• Gio. Dic 8th, 2022

Multe A Chi Innaffia: La Nuova Legge!

Multa salatissima a chi d’ora in avanti osa innaffiare il proprio orto oppure il giardino. Ecco che cosa prevedono le nuove normative vigenti! La gente è infuriata!

 

La crisi idrica incombe sulle teste degli italiani: ecco i problemi legati all’avvento della siccità.

Quest’anno il clima italiano si sta rivelando particolarmente torrido, motivo per cui le temperature sono più alte e le precipitazioni piovose quasi del tutto assenti.

A pagarne il caro prezzo le Regioni del Sud, anche se tutti gli altri territori italiani non se la stanno di certo vedendo meglio. Al Nord, per esempio, il clima non è mai stato così afoso e la maggior parte dei fiumi presenti sul territorio risultano avere una portata molto ridotta rispetto alla normalità.

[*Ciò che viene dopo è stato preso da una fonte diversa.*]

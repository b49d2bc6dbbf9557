//! The channel master: descriptor ring orchestration and DMA lifecycle.

use std::thread;
use std::time::Duration;

use cru_bar::{CruBar, GeneratorPattern, RegisterInterface};
use cru_fifo::{CruFifoTable, DESCRIPTOR_ENTRIES, DMA_ALIGNMENT, FW_BUFFERS};

use crate::error::{CruError, Result};
use crate::parameters::{BufferProvider, ChannelParameters, DMA_PAGE_SIZE, SUPERPAGE_GRANULARITY};
use crate::superpage::{SuperpageEntry, SuperpageQueue, SuperpageStatus};

/// Page length in 32-bit words, as written into descriptor ctrl words.
const DMA_PAGE_LENGTH_WORDS: u32 = (DMA_PAGE_SIZE / 4) as u32;

/// Settle time after each reset register write. Hardware requirement; do not
/// shorten.
const RESET_SETTLE: Duration = Duration::from_millis(100);

/// Settle time after enabling the data emulator.
const ENABLE_SETTLE: Duration = Duration::from_millis(10);

/// DMA lifecycle state.
#[derive(Debug, Clone, Copy, PartialEq, Eq)]
pub enum DmaState {
    Uninitialized,
    Started,
    Stopped,
}

/// How much of the channel to reset.
#[derive(Debug, Clone, Copy, PartialEq, Eq)]
pub enum ResetLevel {
    /// Reset nothing; [`CruChannelMaster::reset_channel`] is a no-op.
    Nothing,
    /// Reset the card channel and the data generator counter.
    Card,
}

/// Master of one DMA channel on one card.
///
/// Owns the BAR, the descriptor table, and the superpage queue for its
/// channel. One instance per (card, channel) pair; concurrent instances over
/// the same hardware channel are undefined behavior and must be excluded by
/// an external advisory lock.
///
/// Not internally synchronized: `push_superpage`, `pop_superpage` and
/// `fill_superpages` must all be called from one thread (or under one
/// caller-owned lock).
pub struct CruChannelMaster<B: RegisterInterface, P: BufferProvider> {
    bar: CruBar<B>,
    buffer: P,
    fifo: CruFifoTable,
    fifo_bus_address: u64,
    queue: SuperpageQueue,
    generator_pattern: GeneratorPattern,
    /// Maximum descriptors outstanding at once; also the priming threshold
    /// for the buffer-ready gate.
    ring_window: usize,
    /// Slots pushed but not yet confirmed.
    fifo_size: usize,
    /// Oldest outstanding slot; the next arrival lands here.
    fifo_back: usize,
    /// Next slot to write.
    fifo_front: usize,
    buffer_ready: bool,
    state: DmaState,
}

impl<B: RegisterInterface, P: BufferProvider> CruChannelMaster<B, P> {
    /// Builds a channel master over an already-mapped BAR, descriptor table
    /// and DMA buffer.
    ///
    /// Fails fast on unsupported configuration (page size, disabled data
    /// generator, bad window) and on a misaligned descriptor table bus
    /// address.
    pub fn new(
        parameters: ChannelParameters,
        bar: B,
        fifo: CruFifoTable,
        fifo_bus_address: u64,
        buffer: P,
    ) -> Result<Self> {
        parameters.validate()?;
        if fifo_bus_address % DMA_ALIGNMENT as u64 != 0 {
            return Err(CruError::BadAlignment {
                address: fifo_bus_address,
                required: DMA_ALIGNMENT,
            });
        }

        let mut channel = Self {
            bar: CruBar::new(bar),
            buffer,
            fifo,
            fifo_bus_address,
            queue: SuperpageQueue::new(parameters.superpage_capacity),
            generator_pattern: parameters.generator_pattern,
            ring_window: parameters.ring_window,
            fifo_size: 0,
            fifo_back: 0,
            fifo_front: 0,
            buffer_ready: false,
            state: DmaState::Uninitialized,
        };
        channel.fifo.reset_status_entries();
        Ok(channel)
    }

    /// Resets and initializes the card, then arms the channel.
    ///
    /// Superpages from a previous run are discarded; nothing in flight
    /// survives a restart. Calling this on an already started channel logs a
    /// warning and does nothing.
    pub fn start_dma(&mut self) -> Result<()> {
        if self.state == DmaState::Started {
            tracing::warn!("DMA already started");
            return Ok(());
        }
        tracing::info!("starting DMA");
        self.reset_cru();
        self.init_cru();
        self.queue.clear();
        self.fifo.reset_status_entries();
        self.fifo_size = 0;
        self.fifo_back = 0;
        self.fifo_front = 0;
        self.state = DmaState::Started;
        Ok(())
    }

    /// Unconditionally closes the ready gate and stops the channel.
    ///
    /// Immediate, not drained: outstanding pages are simply abandoned.
    /// Idempotent.
    pub fn stop_dma(&mut self) {
        self.set_buffer_non_ready();
        self.state = DmaState::Stopped;
        tracing::info!("DMA stopped");
    }

    /// Reissues the hardware reset sequence. [`ResetLevel::Nothing`] is a
    /// no-op.
    pub fn reset_channel(&mut self, level: ResetLevel) -> Result<()> {
        if level == ResetLevel::Nothing {
            return Ok(());
        }
        tracing::info!(?level, "resetting channel");
        self.reset_cru();
        Ok(())
    }

    /// Enqueues a superpage: `size` bytes of the DMA buffer starting at
    /// byte `offset`, to be filled page by page.
    ///
    /// Non-blocking; a failed push leaves the queue untouched.
    pub fn push_superpage(&mut self, offset: usize, size: usize) -> Result<()> {
        if self.queue.is_full() {
            return Err(CruError::CapacityExceeded {
                capacity: self.queue.capacity(),
            });
        }
        if size == 0 || size % SUPERPAGE_GRANULARITY != 0 {
            return Err(CruError::InvalidSize { size });
        }

        let entry = SuperpageEntry::new(
            offset,
            self.buffer.bus_address(offset),
            size / DMA_PAGE_SIZE,
        );
        self.queue.add(entry)
    }

    /// Removes and returns the oldest completely filled superpage.
    pub fn pop_superpage(&mut self) -> Result<SuperpageStatus> {
        self.queue
            .pop_filled()
            .map(|entry| entry.status)
            .ok_or(CruError::NotReady)
    }

    /// One fill/poll step. Drive this repeatedly from the acquisition loop.
    ///
    /// Push phase: places pages of the oldest pending superpage into free
    /// ring slots, up to the window, and opens the ready gate once the window
    /// is primed. Arrival phase: retires arrived slots strictly from the ring
    /// tail, stopping at the first slot still pending — the engine completes
    /// in submission order, so nothing later can have arrived either. If that
    /// assumption ever falls (out-of-order completion), this scan must be
    /// rethought.
    ///
    /// Never blocks; arrival checks are plain volatile reads.
    pub fn fill_superpages(&mut self) {
        // Push phase.
        if let Some(offset) = self.queue.pushing_front() {
            let free_slots = self.ring_window - self.fifo_size;
            let entry = self
                .queue
                .entry_mut(offset)
                .expect("pushing queue out of sync with registry");
            let remaining_pages = entry.status.max_pages - entry.pushed_pages;

            for _ in 0..free_slots.min(remaining_pages) {
                let page_bus = entry.bus_address + (entry.pushed_pages * DMA_PAGE_SIZE) as u64;
                let index = self.fifo_front;
                // The engine cycles its internal buffers per slot.
                let source = ((index % FW_BUFFERS) * DMA_PAGE_SIZE) as u64;
                self.fifo
                    .set_descriptor(index, DMA_PAGE_LENGTH_WORDS, source, page_bus);
                if self.buffer_ready {
                    self.bar.send_acknowledge();
                }
                self.fifo_front = (self.fifo_front + 1) % DESCRIPTOR_ENTRIES;
                self.fifo_size += 1;
                entry.pushed_pages += 1;
            }

            if entry.pushed_pages == entry.status.max_pages {
                self.queue.remove_from_pushing_queue();
            }

            // Only open the gate with the window fully primed: the card may
            // consume every descriptor as soon as the ready signal is given.
            if self.fifo_size >= self.ring_window {
                self.set_buffer_ready();
            }
        }

        // Arrival phase.
        while self.fifo_size > 0 {
            let Some(offset) = self.queue.arrivals_front() else {
                break;
            };
            if !self.fifo.is_arrived(self.fifo_back) {
                // In-order completion: later slots cannot have arrived.
                break;
            }
            self.fifo.reset(self.fifo_back);
            self.fifo_size -= 1;
            self.fifo_back = (self.fifo_back + 1) % DESCRIPTOR_ENTRIES;

            let entry = self
                .queue
                .entry_mut(offset)
                .expect("arrival queue out of sync with registry");
            entry.status.confirmed_pages += 1;
            if entry.status.confirmed_pages == entry.status.max_pages {
                self.queue.move_front_arrival_to_filled();
            }
        }
    }

    pub fn superpage_queue_count(&self) -> usize {
        self.queue.count()
    }

    pub fn superpage_queue_available(&self) -> usize {
        self.queue.available()
    }

    pub fn superpage_queue_capacity(&self) -> usize {
        self.queue.capacity()
    }

    /// Progress snapshot of the oldest live superpage, without removing it.
    pub fn front_superpage_status(&self) -> Result<SuperpageStatus> {
        self.queue.front_status().ok_or(CruError::NotReady)
    }

    /// Slots currently outstanding (pushed but not confirmed).
    pub fn ring_occupancy(&self) -> usize {
        self.fifo_size
    }

    pub fn buffer_ready(&self) -> bool {
        self.buffer_ready
    }

    pub fn state(&self) -> DmaState {
        self.state
    }

    /// Debug copy of the raw descriptor table.
    pub fn fifo_snapshot(&self) -> Vec<u32> {
        self.fifo.snapshot()
    }

    pub fn firmware_version(&self) -> u32 {
        self.bar.firmware_version()
    }

    pub fn set_led_state(&mut self, on: bool) {
        self.bar.set_led_state(on);
    }

    /// Sum of in-flight pages over all superpages; equals the ring occupancy
    /// at every step. Exposed for sanity checks and tests.
    pub fn in_flight_pages(&self) -> usize {
        self.queue
            .entries()
            .map(|entry| entry.pushed_pages - entry.status.confirmed_pages)
            .sum()
    }

    fn reset_cru(&mut self) {
        self.bar.reset_data_generator_counter();
        thread::sleep(RESET_SETTLE);
        self.bar.reset_card();
        thread::sleep(RESET_SETTLE);
    }

    fn init_cru(&mut self) {
        self.bar.set_data_generator_pattern(self.generator_pattern);

        if self.fifo_bus_address >> 32 != 0 {
            tracing::warn!(
                address = self.fifo_bus_address,
                "64-bit descriptor table bus address; may be unsupported by PCI/BIOS configuration"
            );
        } else {
            tracing::debug!(
                address = self.fifo_bus_address,
                "32-bit descriptor table bus address"
            );
        }
        self.bar.set_fifo_bus_address(self.fifo_bus_address);

        // Firmware will take these over eventually; program them host-side
        // until then.
        self.bar.set_fifo_card_address();
        self.bar.set_descriptor_table_size(DESCRIPTOR_ENTRIES as u32);
        self.bar.set_done_control();
    }

    fn set_buffer_ready(&mut self) {
        if !self.buffer_ready {
            self.buffer_ready = true;
            self.bar.set_data_emulator_enabled(true);
            tracing::debug!("ring primed, data emulator enabled");
            thread::sleep(ENABLE_SETTLE);
        }
    }

    fn set_buffer_non_ready(&mut self) {
        if self.buffer_ready {
            self.buffer_ready = false;
            self.bar.set_data_emulator_enabled(false);
        }
    }
}

impl<B: RegisterInterface, P: BufferProvider> Drop for CruChannelMaster<B, P> {
    fn drop(&mut self) {
        // Never leave the engine running against a buffer we're releasing.
        self.set_buffer_non_ready();
    }
}
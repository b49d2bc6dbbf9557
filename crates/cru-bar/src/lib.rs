//! BAR register access for the CRU (Common Readout Unit).
//!
//! The card is controlled entirely through a memory-mapped register window
//! (BAR) of 32-bit registers. This crate defines the access trait, the
//! register map, and a typed wrapper exposing the operations the DMA channel
//! master needs. How the window gets mapped (UIO, sysfs resource files, a
//! test array) is the implementor's business.

#![forbid(unsafe_code)]

pub mod registers;

/// 32-bit word-indexed access to a BAR register window.
///
/// Register reads may have hardware side effects and writes always do, so
/// writes take `&mut self`. Implementations must not buffer or reorder
/// accesses.
pub trait RegisterInterface {
    /// Reads the register at the given word index.
    fn read_register(&self, index: usize) -> u32;

    /// Writes the register at the given word index.
    fn write_register(&mut self, index: usize, value: u32);
}

impl<T: RegisterInterface + ?Sized> RegisterInterface for &mut T {
    fn read_register(&self, index: usize) -> u32 {
        (**self).read_register(index)
    }

    fn write_register(&mut self, index: usize, value: u32) {
        (**self).write_register(index, value)
    }
}

/// On-card data generator pattern. The discriminants are the register
/// encoding written to [`registers::DATA_GENERATOR_CONTROL`].
#[derive(Debug, Clone, Copy, PartialEq, Eq, Default)]
#[repr(u32)]
pub enum GeneratorPattern {
    Constant = 1,
    Alternating = 2,
    Flying0 = 3,
    Flying1 = 4,
    #[default]
    Incremental = 5,
    Decremental = 6,
    Random = 7,
}

impl GeneratorPattern {
    pub fn encoding(self) -> u32 {
        self as u32
    }
}

/// Typed view over a CRU BAR.
///
/// Thin wrapper: every method is a fixed register write or read from
/// [`registers`]. Settle delays between writes are the caller's
/// responsibility; this type only orders the accesses within one operation.
pub struct CruBar<B> {
    bar: B,
}

impl<B: RegisterInterface> CruBar<B> {
    pub fn new(bar: B) -> Self {
        Self { bar }
    }

    pub fn inner(&self) -> &B {
        &self.bar
    }

    pub fn inner_mut(&mut self) -> &mut B {
        &mut self.bar
    }

    pub fn into_inner(self) -> B {
        self.bar
    }

    /// Resets the card channel logic.
    pub fn reset_card(&mut self) {
        self.bar
            .write_register(registers::RESET_CONTROL, registers::RESET_CARD);
    }

    /// Resets the data generator's event counter.
    pub fn reset_data_generator_counter(&mut self) {
        self.bar.write_register(
            registers::RESET_CONTROL,
            registers::RESET_DATA_GENERATOR_COUNTER,
        );
    }

    /// Enables or disables the data emulator. Enabling opens the buffer-ready
    /// gate: the engine may start consuming descriptors immediately.
    pub fn set_data_emulator_enabled(&mut self, enabled: bool) {
        let value = if enabled {
            registers::DATA_EMULATOR_ENABLE
        } else {
            0
        };
        self.bar
            .write_register(registers::DATA_EMULATOR_CONTROL, value);
    }

    pub fn set_data_generator_pattern(&mut self, pattern: GeneratorPattern) {
        self.bar
            .write_register(registers::DATA_GENERATOR_CONTROL, pattern.encoding());
    }

    /// Programs the bus address of the descriptor table.
    pub fn set_fifo_bus_address(&mut self, address: u64) {
        self.bar.write_register(
            registers::STATUS_BASE_BUS_HIGH,
            (address >> 32) as u32,
        );
        self.bar
            .write_register(registers::STATUS_BASE_BUS_LOW, address as u32);
    }

    /// Programs the card-side address of the descriptor table. Fixed value;
    /// newer firmware is expected to take this over.
    pub fn set_fifo_card_address(&mut self) {
        self.bar.write_register(
            registers::STATUS_BASE_CARD_HIGH,
            registers::CARD_FIFO_ADDRESS_HIGH,
        );
        self.bar.write_register(
            registers::STATUS_BASE_CARD_LOW,
            registers::CARD_FIFO_ADDRESS_LOW,
        );
    }

    /// Programs the descriptor table entry count. The register takes N - 1.
    pub fn set_descriptor_table_size(&mut self, entries: u32) {
        self.bar
            .write_register(registers::DESCRIPTOR_TABLE_SIZE, entries - 1);
    }

    /// Tells the DMA engine to write every status entry, not just the last
    /// of a block.
    pub fn set_done_control(&mut self) {
        self.bar.write_register(
            registers::DONE_CONTROL,
            registers::DONE_CONTROL_PER_ENTRY,
        );
    }

    /// Acknowledges one descriptor handover while the engine is running.
    pub fn send_acknowledge(&mut self) {
        self.bar
            .write_register(registers::SEND_STATUS, registers::SEND_STATUS_ACK);
    }

    /// Build id of the loaded firmware.
    pub fn firmware_version(&self) -> u32 {
        self.bar.read_register(registers::FIRMWARE_COMPILE_INFO)
    }

    /// Drives the user LED. The register is active-low.
    pub fn set_led_state(&mut self, on: bool) {
        let value = if on {
            registers::LED_ON
        } else {
            registers::LED_OFF
        };
        self.bar.write_register(registers::LED_STATUS, value);
    }
}
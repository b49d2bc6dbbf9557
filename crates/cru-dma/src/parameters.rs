use cru_bar::GeneratorPattern;
use cru_fifo::DESCRIPTOR_ENTRIES;

use crate::error::{CruError, Result};

/// DMA page size in bytes. Firmware-defined; the card supports nothing else.
pub const DMA_PAGE_SIZE: usize = 8 * 1024;

/// Superpage sizes must be a multiple of this.
pub const SUPERPAGE_GRANULARITY: usize = 1024 * 1024;

/// Default capacity of the superpage queue.
pub const DEFAULT_SUPERPAGE_CAPACITY: usize = 32;

/// Translates host buffer offsets into device-visible bus addresses.
///
/// The channel never allocates or maps the DMA buffer; it only adds
/// page-relative offsets to what this trait hands back, once per superpage at
/// enqueue time.
pub trait BufferProvider {
    /// Bus address of the given byte offset into the DMA buffer.
    fn bus_address(&self, offset: usize) -> u64;

    /// Size of the DMA buffer in bytes.
    fn size(&self) -> usize;
}

/// Buffer provider for a physically contiguous (or IOMMU-contiguous) buffer:
/// one fixed base translation.
#[derive(Debug, Clone, Copy)]
pub struct ContiguousBufferProvider {
    bus_base: u64,
    size: usize,
}

impl ContiguousBufferProvider {
    pub fn new(bus_base: u64, size: usize) -> Self {
        Self { bus_base, size }
    }
}

impl BufferProvider for ContiguousBufferProvider {
    fn bus_address(&self, offset: usize) -> u64 {
        self.bus_base + offset as u64
    }

    fn size(&self) -> usize {
        self.size
    }
}

/// Channel configuration.
///
/// `Default` gives the only fully supported setup: 8 KiB pages, data
/// generator enabled with the incremental pattern, the full descriptor ring
/// as in-flight window.
#[derive(Debug, Clone)]
pub struct ChannelParameters {
    /// DMA page size in bytes. Must equal [`DMA_PAGE_SIZE`].
    pub dma_page_size: usize,
    /// Whether the on-card data generator drives the channel. Must stay
    /// enabled; real-detector input is not implemented.
    pub generator_enabled: bool,
    /// Pattern written by the data generator.
    pub generator_pattern: GeneratorPattern,
    /// Maximum descriptors outstanding at once, 1..=128. Smaller windows
    /// trade pipeline depth for bounded in-flight data.
    pub ring_window: usize,
    /// Maximum superpages tracked at once.
    pub superpage_capacity: usize,
}

impl Default for ChannelParameters {
    fn default() -> Self {
        Self {
            dma_page_size: DMA_PAGE_SIZE,
            generator_enabled: true,
            generator_pattern: GeneratorPattern::default(),
            ring_window: DESCRIPTOR_ENTRIES,
            superpage_capacity: DEFAULT_SUPERPAGE_CAPACITY,
        }
    }
}

impl ChannelParameters {
    pub(crate) fn validate(&self) -> Result<()> {
        if self.dma_page_size != DMA_PAGE_SIZE {
            return Err(CruError::UnsupportedConfiguration(format!(
                "CRU only supports a {DMA_PAGE_SIZE} byte page size, got {}",
                self.dma_page_size
            )));
        }
        if !self.generator_enabled {
            return Err(CruError::UnsupportedConfiguration(
                "CRU does not yet support non-data-generator operation".into(),
            ));
        }
        if self.ring_window == 0 || self.ring_window > DESCRIPTOR_ENTRIES {
            return Err(CruError::UnsupportedConfiguration(format!(
                "ring window {} outside 1..={DESCRIPTOR_ENTRIES}",
                self.ring_window
            )));
        }
        if self.superpage_capacity == 0 {
            return Err(CruError::UnsupportedConfiguration(
                "superpage queue capacity must be at least 1".into(),
            ));
        }
        Ok(())
    }
}
//! DMA channel core for the CRU (Common Readout Unit).
//!
//! The channel master keeps a hardware descriptor ring of 128 fixed-size
//! pages fed from caller-supplied "superpages": large (1 MiB-multiple) host
//! buffer regions filled by the card across many pages. Callers enqueue
//! superpages, drive [`CruChannelMaster::fill_superpages`] from a polling
//! loop, and pop superpages back out once every page has arrived.
//!
//! Supported configuration is intentionally narrow: the firmware-defined
//! 8 KiB page size and the on-card data generator as source. Anything else is
//! rejected at construction.
//!
//! The core is single-threaded by design. `push_superpage`, `pop_superpage`
//! and `fill_superpages` must be serialized by the caller, and nothing in
//! here blocks or times out: a page that never arrives parks its superpage in
//! the arrival queue forever, and the caller's timeout policy decides when to
//! stop and reset the channel.

mod channel;
mod error;
mod parameters;
mod superpage;

pub use channel::{CruChannelMaster, DmaState, ResetLevel};
pub use error::{CruError, Result};
pub use parameters::{
    BufferProvider, ChannelParameters, ContiguousBufferProvider, DMA_PAGE_SIZE,
    SUPERPAGE_GRANULARITY,
};
pub use superpage::{SuperpageEntry, SuperpageQueue, SuperpageStatus};

#[cfg(test)]
mod tests;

Alcuni Comuni hanno adottato dei rimedi che vanno in qualche modo a limitare l’utilizzo dell’acqua. Il Governo invece, non ha ancora disposto nulla di concreto, anche se è inevitabile che qualcosa dovrà cambiare se le precipitazioni piovose continueranno ad essere assenti.

Ci troviamo dunque nel mezzo di una vera e propria emergenza idrica, che ha comportato un calo di pioggia del circa 80% rispetto al passato. Per evitare il tracollo e possibili razionamenti è importante utilizzare l’acqua solo nel caso in cui se ne abbia effettivamente bisogno.

Queste sono le dichiarazioni fatte in alcune Regioni come Piemonte e Lombardia, quelle gravemente toccate dallo stato di emergenza.

Nuove norme anti-spreco diffuse in tutta Italia

Anche se il Governo non si è ancora espresso in merito all’emanazione di norme comuni, alcune Regioni hanno stanziato delle regole al fine di evitare lo spreco d’acqua.

Tra le prime regole da seguire compare quella di non lavare la propria automobile e di non annaffiare orti e giardini. Proprio in merito a quest’ultima possibilità, il sindaco di Tradate l, un piccolo comune di Varese, ha disposto un’ordinanza alquanto singolare.

La nuova regola, che rimarrà in vigore fino al 31 agosto, prevede che è possibile annaffiare il proprio giardino da mezzanotte e un minuto fino a un minuto prima delle sei di mattina. Tutti i nuclei familiari che non rispetteranno tale provvedimento potrebbero essere colpiti da sanzioni fino a 500 €.

In altri Comuni invece, sono state emanate delle regole a dir poco impensabili. Alcuni parrucchieri hanno dichiarato di sentirsi presi in giro da quanto previsto dal sistema, poiché spesso a pagare le spese di tutti sono proprio loro.

In questo caso le indicazioni comunali hanno previsto che il parrucchiere possa effettuare un unico lavaggio al cliente, a prescindere dal trattamento eseguito e dalla tipologia di capello da trattare.

Sicuramente la mancanza d’acqua è un problema che preoccupa la società, poiché se non verrà risolto porterà delle conseguenze più che drammatiche in ogni parte del Paese e del mondo.

Secondo voi è giusto limitare i consumi oppure certe regole promosse dal Governo non fanno altro che sfidare il limite del ridicolo? A voi i commenti!